SRC_VOCAB_SIZE = src_tkn.get_piece_size()
TRG_VOCAB_SIZE = trg_tkn.get_piece_size()

# Get the source padding index
SRC_PAD_IDX = src_tkn.pad_id()
TRG_PAD_IDX = trg_tkn.pad_id()

# Modulate data -> DataLoader
train_dataset = TranslationDataset(
    get_lines(train_src_data),
    get_lines(train_trg_data),
    src_tkn,
    trg_tkn
)
val_dataset = TranslationDataset(
    get_lines(test_src_data),
    get_lines(test_trg_data),
    src_tkn,
    trg_tkn
)

train_loader = DataLoader(
    train_dataset,
    batch_size=BATCH_SIZE, # Number of sequences per batch
    shuffle=True,
    collate_fn=MyCollate(pad_token_id=src_tkn.pad_id())
)
val_loader = DataLoader(
    val_dataset,
    batch_size=BATCH_SIZE, # Number of sequences per batch
    shuffle=True,
    collate_fn=MyCollate(pad_token_id=src_tkn.pad_id())
)

for batch in train_loader:
    print(batch['input_ids'].shape) # e.g. torch.Size([32, max_seq_len])
    print(batch['input_ids'][0])    # first sample's input_ids (padded)
    print(batch['labels'].shape)    # e.g. torch.Size([32, max_seq_len])
    print(batch['labels'][0])       # first sample's labels (padded)
    break                           # stop after one batch

torch.Size([32, 25])
tensor([  53,  120,   49,   10, 2153, 5548,   31,   10, 2100,   18,    9,   21,
           7,   38,   10, 5548,   47, 3357,   19,   10, 1003, 5548,    4,    3,
           3])
torch.Size([32, 24])
tensor([    1,  2915,    26,     8,   348,  8020, 10644,    46,  5503,  3509,
        10644,    11,     7,    24,   614,   790,  3212,   159,     4,     2,
            3,     3,     3,     3])


## Helper

In [5]:
def create_pad_mask(input: torch.Tensor) -> torch.Tensor:
  """
  input: [batch_size, seq_length]
  """
  # True values = <pad> tokens -> masked
  pad_mask = (input == SRC_PAD_IDX).unsqueeze(1).unsqueeze(1) # [B, 1, 1, L]
  return pad_mask

def create_causal_mask(seq_len, device) -> torch.Tensor:
  """
  input: [batch_size, seq_length]

  E.g. If seq_length == 3

  [[[[False, True, True],
     [False,  False, True],
     [False,  False,  False]]]]
  """
  causal_mask = torch.triu(torch.ones((seq_len, seq_len), dtype=torch.bool, device=device), diagonal=1)  # shape = [L, L]
  causal_mask = causal_mask.unsqueeze(0).unsqueeze(0)  # shape = [1, 1, L, L]

  return causal_mask

def create_decoder_mask(src: torch.Tensor, trg) -> torch.Tensor:
  """
  src: [batch_size, seq_length]
  """
  device_type = src.device
  src_pad_mask = create_pad_mask(src) # [B, 1, 1, L]

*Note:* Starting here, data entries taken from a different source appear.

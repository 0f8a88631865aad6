// Copyright (C) 2025 SyncMyOrders Sp. z o.o.
// SPDX-License-Identifier: AGPL-3.0-or-later
//! AwxClient for interacting with the automation platform.

use reqwest::{Method, RequestBuilder, StatusCode};
use serde::de::DeserializeOwned;
use serde_json::Value;
use tracing::{debug, info, instrument, warn};

use crate::config::{AwxAuth, AwxConfig};
use crate::error::{AwxError, Result};
use crate::types::{ACTIVE_JOB_STATES, Job, JobLaunchRequest, JobLaunchResponse, JobTemplate, Page};

/// Upper bound on pages followed for one collection listing.
const MAX_PAGES: u32 = 50;

/// Typed client for the AWX REST API.
///
/// The client holds a pooled `reqwest::Client` and no per-request state, so a
/// single instance can be shared across tasks (`Arc<AwxClient>`).
#[derive(Debug, Clone)]
pub struct AwxClient {
    http: reqwest::Client,
    config: AwxConfig,
}

impl AwxClient {
    /// Create a new client with the given configuration.
    pub fn new(config: AwxConfig) -> Result<Self> {
        if config.insecure {
            warn!(api_root = %config.api_root, "TLS verification disabled for AWX client");
        }

        let http = reqwest::Client::builder()
            .timeout(config.request_timeout)
            .danger_accept_invalid_certs(config.insecure)
            .build()
            .map_err(|e| AwxError::Config(format!("failed to build HTTP client: {}", e)))?;

        info!(
            api_root = %config.api_root,
            auth = config.auth.method(),
            "Initialized AWX client"
        );

        Ok(Self { http, config })
    }

    /// Create a client from environment variables.
    pub fn from_env() -> Result<Self> {
        Self::new(AwxConfig::from_env()?)
    }

    /// Get the client configuration.
    pub fn config(&self) -> &AwxConfig {
        &self.config
    }

    /// Check connectivity with the platform.
    #[instrument(skip(self))]
    pub async fn ping(&self) -> Result<()> {
        let resp = self.send(self.request(Method::GET, "/ping/")).await?;
        debug!(status = resp.status().as_u16(), "AWX ping successful");
        Ok(())
    }

    /// Resolve a job template id from its exact name.
    ///
    /// Returns [`AwxError::NotFound`] when no template carries that name.
    #[instrument(skip(self))]
    pub async fn resolve_template_id(&self, name: &str) -> Result<i64> {
        let templates: Vec<JobTemplate> = self
            .list_all("/job_templates/", &[("name", name.to_string())])
            .await?;

        match templates.into_iter().find(|t| t.name == name) {
            Some(template) => {
                debug!(template_id = template.id, "Resolved job template");
                Ok(template.id)
            }
            None => {
                warn!(template_name = %name, "Job template not found");
                Err(AwxError::NotFound(format!("job template '{}'", name)))
            }
        }
    }

    /// Launch a job template with extra variables and return the new job id.
    ///
    /// Never retried: a launch that timed out may still have created a job.
    #[instrument(skip(self, extra_vars))]
    pub async fn launch_job(&self, template_id: i64, extra_vars: Value) -> Result<i64> {
        let endpoint = format!("/job_templates/{}/launch/", template_id);
        let body = JobLaunchRequest {
            extra_vars: match extra_vars {
                Value::Null => None,
                other => Some(other),
            },
        };

        let resp = self
            .send(self.request(Method::POST, &endpoint).json(&body))
            .await?;
        let launch: JobLaunchResponse = decode(resp).await?;

        info!(template_id, job_id = launch.job, "Launched AWX job");
        Ok(launch.job)
    }

    /// Fetch one job. The raw platform status is returned unmapped.
    #[instrument(skip(self))]
    pub async fn get_job(&self, job_id: i64) -> Result<Job> {
        let endpoint = format!("/jobs/{}/", job_id);
        let resp = self
            .send(self.request(Method::GET, &endpoint))
            .await
            .map_err(|e| match e {
                AwxError::NotFound(_) => AwxError::NotFound(format!("job {}", job_id)),
                other => other,
            })?;
        decode(resp).await
    }

    /// List jobs of a template that are pending, waiting or running.
    #[instrument(skip(self))]
    pub async fn list_running_jobs(&self, template_id: i64) -> Result<Vec<Job>> {
        let jobs: Vec<Job> = self
            .list_all(
                "/jobs/",
                &[
                    ("job_template", template_id.to_string()),
                    ("status__in", ACTIVE_JOB_STATES.join(",")),
                ],
            )
            .await?;

        // The filter is applied server-side; re-check in case it was ignored.
        Ok(jobs.into_iter().filter(Job::is_active).collect())
    }

    // =========================================================================
    // Internal helpers
    // =========================================================================

    fn request(&self, method: Method, endpoint: &str) -> RequestBuilder {
        let url = format!("{}{}", self.config.api_root, endpoint);
        debug!(%method, %url, "Making AWX API request");

        let builder = self
            .http
            .request(method, url)
            .header(reqwest::header::ACCEPT, "application/json");

        match &self.config.auth {
            AwxAuth::Basic { username, password } => builder.basic_auth(username, Some(password)),
            AwxAuth::Token(token) => {
                builder.header(reqwest::header::AUTHORIZATION, format!("Token {}", token))
            }
            AwxAuth::Bearer(token) => builder.bearer_auth(token),
        }
    }

    async fn send(&self, builder: RequestBuilder) -> Result<reqwest::Response> {
        let resp = builder.send().await.map_err(|e| {
            if e.is_timeout() {
                AwxError::Timeout(self.config.request_timeout.as_millis() as u64)
            } else {
                AwxError::Transport(e.to_string())
            }
        })?;

        let status = resp.status();
        if status.is_success() {
            return Ok(resp);
        }

        let path = resp.url().path().to_string();
        let body = resp.text().await.unwrap_or_default();
        if status == StatusCode::NOT_FOUND {
            return Err(AwxError::NotFound(path));
        }
        Err(AwxError::Status {
            status: status.as_u16(),
            body,
        })
    }

    /// Fetch every page of a collection endpoint.
    async fn list_all<T: DeserializeOwned>(
        &self,
        endpoint: &str,
        query: &[(&str, String)],
    ) -> Result<Vec<T>> {
        let mut items = Vec::new();

        for page in 1..=MAX_PAGES {
            let builder = self
                .request(Method::GET, endpoint)
                .query(query)
                .query(&[("page", page.to_string())]);
            let body: Page<T> = decode(self.send(builder).await?).await?;
            items.extend(body.results);

            if body.next.is_none() {
                return Ok(items);
            }
        }

        warn!(endpoint, max_pages = MAX_PAGES, "Stopped following AWX pagination");
        Ok(items)
    }
}

async fn decode<T: DeserializeOwned>(resp: reqwest::Response) -> Result<T> {
    let bytes = resp
        .bytes()
        .await
        .map_err(|e| AwxError::Transport(format!("failed to read response body: {}", e)))?;
    Ok(serde_json::from_slice(&bytes)?)
}
// Copyright (C) 2025 SyncMyOrders Sp. z o.o.
// SPDX-License-Identifier: AGPL-3.0-or-later
//! Configuration for the AWX client.

use std::fmt;
use std::time::Duration;

use crate::error::{AwxError, Result};

const API_ROOT_SUFFIX: &str = "/api/v2";

/// Credentials used on every request. Exactly one method is configured.
#[derive(Clone, PartialEq, Eq)]
pub enum AwxAuth {
    /// HTTP Basic with username and password.
    Basic { username: String, password: String },
    /// `Authorization: Token <token>` (AWX personal access token).
    Token(String),
    /// `Authorization: Bearer <token>` (OAuth2 application token).
    Bearer(String),
}

impl AwxAuth {
    /// Build credentials from the optional raw settings.
    ///
    /// Empty strings count as unset. Fails unless exactly one method is
    /// fully provided; a basic pair missing one half is rejected outright.
    pub fn from_parts(
        username: Option<&str>,
        password: Option<&str>,
        token: Option<&str>,
        bearer: Option<&str>,
    ) -> Result<Self> {
        fn present(v: Option<&str>) -> Option<&str> {
            v.map(str::trim).filter(|v| !v.is_empty())
        }
        let username = present(username);
        let password = present(password);
        let token = present(token);
        let bearer = present(bearer);

        let mut methods = Vec::new();
        if username.is_some() || password.is_some() {
            match (username, password) {
                (Some(username), Some(password)) => methods.push(AwxAuth::Basic {
                    username: username.to_string(),
                    password: password.to_string(),
                }),
                _ => {
                    return Err(AwxError::Config(
                        "basic authentication requires both username and password".to_string(),
                    ));
                }
            }
        }
        if let Some(token) = token {
            methods.push(AwxAuth::Token(token.to_string()));
        }
        if let Some(bearer) = bearer {
            methods.push(AwxAuth::Bearer(bearer.to_string()));
        }

        match methods.len() {
            0 => Err(AwxError::Config(
                "exactly one authentication method is required: username/password, token, or bearer"
                    .to_string(),
            )),
            1 => Ok(methods.remove(0)),
            n => {
                let names: Vec<&str> = methods.iter().map(AwxAuth::method).collect();
                Err(AwxError::Config(format!(
                    "exactly one authentication method is required, but {} were provided: {}",
                    n,
                    names.join(", ")
                )))
            }
        }
    }

    /// Short name of the method, safe to log.
    pub fn method(&self) -> &'static str {
        match self {
            AwxAuth::Basic { .. } => "basic",
            AwxAuth::Token(_) => "token",
            AwxAuth::Bearer(_) => "bearer",
        }
    }
}

impl fmt::Debug for AwxAuth {
    fn fmt(&self, f: &mut fmt::Formatter<'_>) -> fmt::Result {
        match self {
            AwxAuth::Basic { username, .. } => f
                .debug_struct("Basic")
                .field("username", username)
                .field("password", &"<redacted>")
                .finish(),
            AwxAuth::Token(_) => f.write_str("Token(<redacted>)"),
            AwxAuth::Bearer(_) => f.write_str("Bearer(<redacted>)"),
        }
    }
}

/// Configuration for [`AwxClient`](crate::AwxClient).
#[derive(Debug, Clone)]
pub struct AwxConfig {
    /// Versioned API root, e.g. `https://awx.example.com/api/v2` (no trailing slash).
    pub api_root: String,
    /// Credentials.
    pub auth: AwxAuth,
    /// Skip TLS certificate verification (development only).
    pub insecure: bool,
    /// Timeout applied to every request.
    pub request_timeout: Duration,
}

impl AwxConfig {
    /// Create a configuration for the given base URL and credentials.
    ///
    /// The base URL may be the host root or already point at `/api/v2/`.
    pub fn new(base_url: &str, auth: AwxAuth) -> Result<Self> {
        Ok(Self {
            api_root: normalize_api_root(base_url)?,
            auth,
            insecure: false,
            request_timeout: Duration::from_secs(30),
        })
    }

    /// Create a configuration from environment variables.
    ///
    /// Environment variables:
    /// - `AWX_URL`: Base URL (required)
    /// - `AWX_USERNAME` / `AWX_PASSWORD`: Basic credentials
    /// - `AWX_TOKEN`: Personal access token
    /// - `AWX_BEARER`: OAuth2 bearer token
    /// - `AWX_INSECURE`: Skip TLS verification (default: "false")
    /// - `AWX_TIMEOUT_SECS`: Request timeout in seconds (default: 30)
    pub fn from_env() -> Result<Self> {
        Self::from_lookup(|name| std::env::var(name).ok())
    }

    /// Same as [`from_env`](Self::from_env) but reads variables through `var`.
    pub fn from_lookup<F>(var: F) -> Result<Self>
    where
        F: Fn(&str) -> Option<String>,
    {
        let url = var("AWX_URL")
            .filter(|v| !v.trim().is_empty())
            .ok_or_else(|| AwxError::Config("AWX_URL is required".to_string()))?;

        let auth = AwxAuth::from_parts(
            var("AWX_USERNAME").as_deref(),
            var("AWX_PASSWORD").as_deref(),
            var("AWX_TOKEN").as_deref(),
            var("AWX_BEARER").as_deref(),
        )?;

        let insecure = var("AWX_INSECURE")
            .map(|v| v.to_lowercase() == "true" || v == "1")
            .unwrap_or(false);

        let timeout_secs: u64 = var("AWX_TIMEOUT_SECS")
            .unwrap_or_else(|| "30".to_string())
            .parse()
            .map_err(|e| AwxError::Config(format!("invalid AWX_TIMEOUT_SECS: {}", e)))?;

        Ok(Self::new(&url, auth)?
            .with_insecure(insecure)
            .with_request_timeout(Duration::from_secs(timeout_secs)))
    }

    /// Enable or disable TLS verification skipping.
    pub fn with_insecure(mut self, insecure: bool) -> Self {
        self.insecure = insecure;
        self
    }

    /// Set the request timeout.
    pub fn with_request_timeout(mut self, timeout: Duration) -> Self {
        self.request_timeout = timeout;
        self
    }
}

/// Normalize a base URL to the versioned API root.
fn normalize_api_root(base_url: &str) -> Result<String> {
    let trimmed = base_url.trim();
    if trimmed.is_empty() {
        return Err(AwxError::Config("AWX URL is empty".to_string()));
    }
    if !(trimmed.starts_with("http://") || trimmed.starts_with("https://")) {
        return Err(AwxError::Config(format!(
            "AWX URL must start with http:// or https://, got '{}'",
            trimmed
        )));
    }

    let root = trimmed.trim_end_matches('/');
    if root.ends_with(API_ROOT_SUFFIX) {
        Ok(root.to_string())
    } else {
        Ok(format!("{}{}", root, API_ROOT_SUFFIX))
    }
}

#[cfg(test)]
mod tests {
    use super::*;

    #[test]
    fn test_normalize_host_root() {
        assert_eq!(
            normalize_api_root("https://awx.local").unwrap(),
            "https://awx.local/api/v2"
        );
        assert_eq!(
            normalize_api_root("https://awx.local/").unwrap(),
            "https://awx.local/api/v2"
        );
    }

    #[test]
    fn test_normalize_already_versioned() {
        assert_eq!(
            normalize_api_root("https://awx.local/api/v2/").unwrap(),
            "https://awx.local/api/v2"
        );
        assert_eq!(
            normalize_api_root("http://awx.local:8052/api/v2").unwrap(),
            "http://awx.local:8052/api/v2"
        );
    }

    #[test]
    fn test_normalize_rejects_bad_urls() {
        assert!(normalize_api_root("").is_err());
        assert!(normalize_api_root("awx.local").is_err());
    }

    #[test]
    fn test_auth_requires_exactly_one_method() {
        let none = AwxAuth::from_parts(None, None, None, Some(""));
        assert!(matches!(none, Err(AwxError::Config(_))));

        let two = AwxAuth::from_parts(None, None, Some("t"), Some("b")).unwrap_err();
        assert!(two.to_string().contains("2 were provided"));

        let three = AwxAuth::from_parts(Some("u"), Some("p"), Some("t"), Some("b")).unwrap_err();
        assert!(three.to_string().contains("3 were provided"));
    }

    #[test]
    fn test_auth_rejects_half_basic_pair() {
        let err = AwxAuth::from_parts(Some("admin"), None, None, None).unwrap_err();
        assert!(err.to_string().contains("both username and password"));
    }

    #[test]
    fn test_auth_single_methods() {
        assert_eq!(
            AwxAuth::from_parts(Some("admin"), Some("pw"), None, None).unwrap(),
            AwxAuth::Basic {
                username: "admin".to_string(),
                password: "pw".to_string()
            }
        );
        assert_eq!(
            AwxAuth::from_parts(None, None, Some("tok"), None).unwrap(),
            AwxAuth::Token("tok".to_string())
        );
        assert_eq!(
            AwxAuth::from_parts(None, None, None, Some("bear")).unwrap(),
            AwxAuth::Bearer("bear".to_string())
        );
    }

    #[test]
    fn test_auth_debug_redacts_secrets() {
        let auth = AwxAuth::Basic {
            username: "admin".to_string(),
            password: "hunter2".to_string(),
        };
        let debug = format!("{:?}", auth);
        assert!(debug.contains("admin"));
        assert!(!debug.contains("hunter2"));
        assert!(!format!("{:?}", AwxAuth::Token("abc".into())).contains("abc"));
    }

    fn lookup(vars: &[(&str, &str)]) -> impl Fn(&str) -> Option<String> {
        let vars: Vec<(String, String)> = vars
            .iter()
            .map(|(k, v)| (k.to_string(), v.to_string()))
            .collect();
        move |name| {
            vars.iter()
                .find(|(k, _)| k == name)
                .map(|(_, v)| v.clone())
        }
    }

    #[test]
    fn test_from_lookup_reads_all_settings() {
        let config = AwxConfig::from_lookup(lookup(&[
            ("AWX_URL", "https://awx.local/"),
            ("AWX_TOKEN", "tok"),
            ("AWX_INSECURE", "TRUE"),
            ("AWX_TIMEOUT_SECS", "12"),
        ]))
        .unwrap();
        assert_eq!(config.api_root, "https://awx.local/api/v2");
        assert_eq!(config.auth, AwxAuth::Token("tok".to_string()));
        assert!(config.insecure);
        assert_eq!(config.request_timeout, Duration::from_secs(12));
    }

    #[test]
    fn test_from_lookup_defaults_and_failures() {
        let config = AwxConfig::from_lookup(lookup(&[
            ("AWX_URL", "https://awx.local"),
            ("AWX_BEARER", "b"),
        ]))
        .unwrap();
        assert!(!config.insecure);
        assert_eq!(config.request_timeout, Duration::from_secs(30));

        assert!(AwxConfig::from_lookup(lookup(&[("AWX_TOKEN", "t")])).is_err());
        assert!(
            AwxConfig::from_lookup(lookup(&[
                ("AWX_URL", "https://awx.local"),
                ("AWX_TOKEN", "t"),
                ("AWX_TIMEOUT_SECS", "soon"),
            ]))
            .is_err()
        );
    }

    #[test]
    fn test_builder_methods() {
        let config = AwxConfig::new("https://awx.local", AwxAuth::Token("t".into()))
            .unwrap()
            .with_insecure(true)
            .with_request_timeout(Duration::from_secs(5));
        assert!(config.insecure);
        assert_eq!(config.request_timeout, Duration::from_secs(5));
        assert_eq!(config.auth.method(), "token");
    }
}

  trg_seq_len = trg.size(1)
  trg_pad_mask = create_pad_mask(trg) # [B, 1, 1, L]
  trg_causal_mask  = create_causal_mask(trg_seq_len, device_type) # [1, 1, L, L]

  return src_pad_mask, trg_pad_mask, trg_causal_mask

class Scheduler(torch.optim.lr_scheduler.LambdaLR):
  def __init__(self, optimizer, d_model, warmup_steps=4000, scale_factor=1.0):
      self.d_model = d_model
      self.warmup_steps = warmup_steps
      self.scale_factor = scale_factor # Speed up learning rate
      super().__init__(optimizer, self.lr_lambda)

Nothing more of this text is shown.